The physical act of miscarrying was terrifying for her. She was in a great deal of pain and was in denial that things were going badly. "Scott forced me to go to the hospital, and I'm glad he did," she remembered. She suffered from hemorrhage and had to have an emergency D&C.
A whirlwind of feelings
Jennifer first experienced severe grief, which was followed by anger. "I was irrationally angry at everything, especially at myself," she shared. "I believed that I somehow caused my loss, and I spent days wondering what I had done. I had to withdraw myself a few times from friends, as I found social interaction to be exhausting. It was the lowest point in my life, and it took a while to pick myself back up."
Fortunately, she had an excellent support network of friends and family, and their presence really helped immensely. "Those who allowed me to grieve in my own time, and allowed me to express that grief in whatever way it came out, were the biggest pillar of support for me," she told us. "I cannot express how soothing it can be to be in the presence of someone in complete silence." She also found support and healing through online friends, who helped her through her darkest days.

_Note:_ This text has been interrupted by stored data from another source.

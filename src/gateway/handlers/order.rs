//! Order handlers (create, fetch with resolved references)

use std::sync::Arc;

use axum::{
    Json,
    extract::{Path, State, rejection::JsonRejection},
    http::StatusCode,
};
use serde_json::Value;

use super::super::state::AppState;
use super::super::types::{ApiError, ApiResult, ErrorBody, created, document_from_body, ok};
use crate::store::{Collection, Document};

/// Create order endpoint
///
/// POST /orders
#[utoipa::path(
    post,
    path = "/orders",
    request_body(content = String, description = "Order fields; `userId` and `productId` are required, anything else is stored verbatim", content_type = "application/json"),
    responses(
        (status = 201, description = "Order created; body is the stored record", content_type = "application/json"),
        (status = 400, description = "Validation failed", body = ErrorBody),
        (status = 500, description = "Store failure", body = ErrorBody)
    ),
    tag = "Orders"
)]
pub async fn create_order(
    State(state): State<Arc<AppState>>,
    body: Result<Json<Value>, JsonRejection>,
) -> ApiResult<(StatusCode, Json<Document>)> {
    let body = document_from_body(Collection::Orders, body)?;
    let order = state.order_service().create_order(body).await?;
    created(order)
}

/// Get order by ID with `userId`/`productId` replaced by the full records
///
/// GET /orders/{id}
#[utoipa::path(
    get,
    path = "/orders/{id}",
    params(
        ("id" = String, Path, description = "Order ID")
    ),
    responses(
        (status = 200, description = "Order with resolved user and product", content_type = "application/json"),
        (status = 404, description = "Order not found (empty body)"),
        (status = 500, description = "Store failure", body = ErrorBody)
    ),
    tag = "Orders"
)]
pub async fn get_order(
    State(state): State<Arc<AppState>>,
    Path(id): Path<String>,
) -> ApiResult<(StatusCode, Json<Document>)> {
    match state.order_service().get_order(&id).await? {
        Some(order) => ok(order),
        None => ApiError::NotFound.into_err(),
    }
}
//! OpenAPI / Swagger UI Documentation
//!
//! - Swagger UI: `http://localhost:3000/docs`
//! - OpenAPI JSON: `http://localhost:3000/api-docs/openapi.json`

use utoipa::OpenApi;

use crate::gateway::handlers::HealthResponse;
use crate::gateway::types::ErrorBody;
use crate::store::{FieldError, FieldErrorKind};

/// Main API Documentation struct
#[derive(OpenApi)]
#[openapi(
    info(
        title = "Storefront API",
        version = "1.0.0",
        description = "Users, products and orders over a document store. Orders reference a user and a product by id and are returned with both resolved.",
        license(
            name = "MIT"
        )
    ),
    servers(
        (url = "http://localhost:3000", description = "Development"),
    ),
    paths(
        crate::gateway::handlers::health::health_check,
        crate::gateway::handlers::record::register_user,
        crate::gateway::handlers::record::get_user,
        crate::gateway::handlers::record::create_product,
        crate::gateway::handlers::record::get_product,
        crate::gateway::handlers::order::create_order,
        crate::gateway::handlers::order::get_order,
    ),
    components(
        schemas(
            HealthResponse,
            ErrorBody,
            FieldError,
            FieldErrorKind,
        )
    ),
    tags(
        (name = "Orders", description = "Order creation and retrieval with resolved references"),
        (name = "Users", description = "User records"),
        (name = "Products", description = "Product records"),
        (name = "System", description = "Health checks")
    )
)]
pub struct ApiDoc;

Jennifer and Scott decided to bury their baby and also give him a name. "Scott and I also talked it over, and we decided to name the baby Noah, which is appropriate as it means 'rest' or 'comfort,'" she explained. "Having a name and a resting place for our baby made things a little easier, as it brought a little closure. To be honest, though, there isn't a day that goes by where I don't think about Noah, and I wonder what he'd be like now."
A mom to Maddee
Jennifer and Scott are now the parents of 3-month-old Maddee, and she is the light of their lives. "She amazes me every day as she grows and learns new things," she happily shared. "She is the best thing to ever happen to me, and I am so very lucky that I am her mom. She makes me try to be a better person every day, so I can be the mom that she deserves. I love her more than anything in this world, and I am so very excited for what the future holds for us."
^ For moms who are suffering
She also had a few words of advice for moms who have suffered through a loss of their own. She said loss is such a personal experience that you need to grieve in whatever way feels right for you, and for as long as you need to. "If you can, talk to other women who have been through similar experiences," she suggested. "Pregnancy loss can make you feel so isolated and alone, and it helps knowing that other people have gone through the experience and come out the other side. Don't be surprised if you find yourself thinking about your loss from time to time. It's a painful journey, and it leaves its mark on your soul, but you will find a new 'normal,' and every day it gets easier to cope. Finally, be kind to yourself. If there's one thing that is the most destructive, it's blaming yourself for what happened."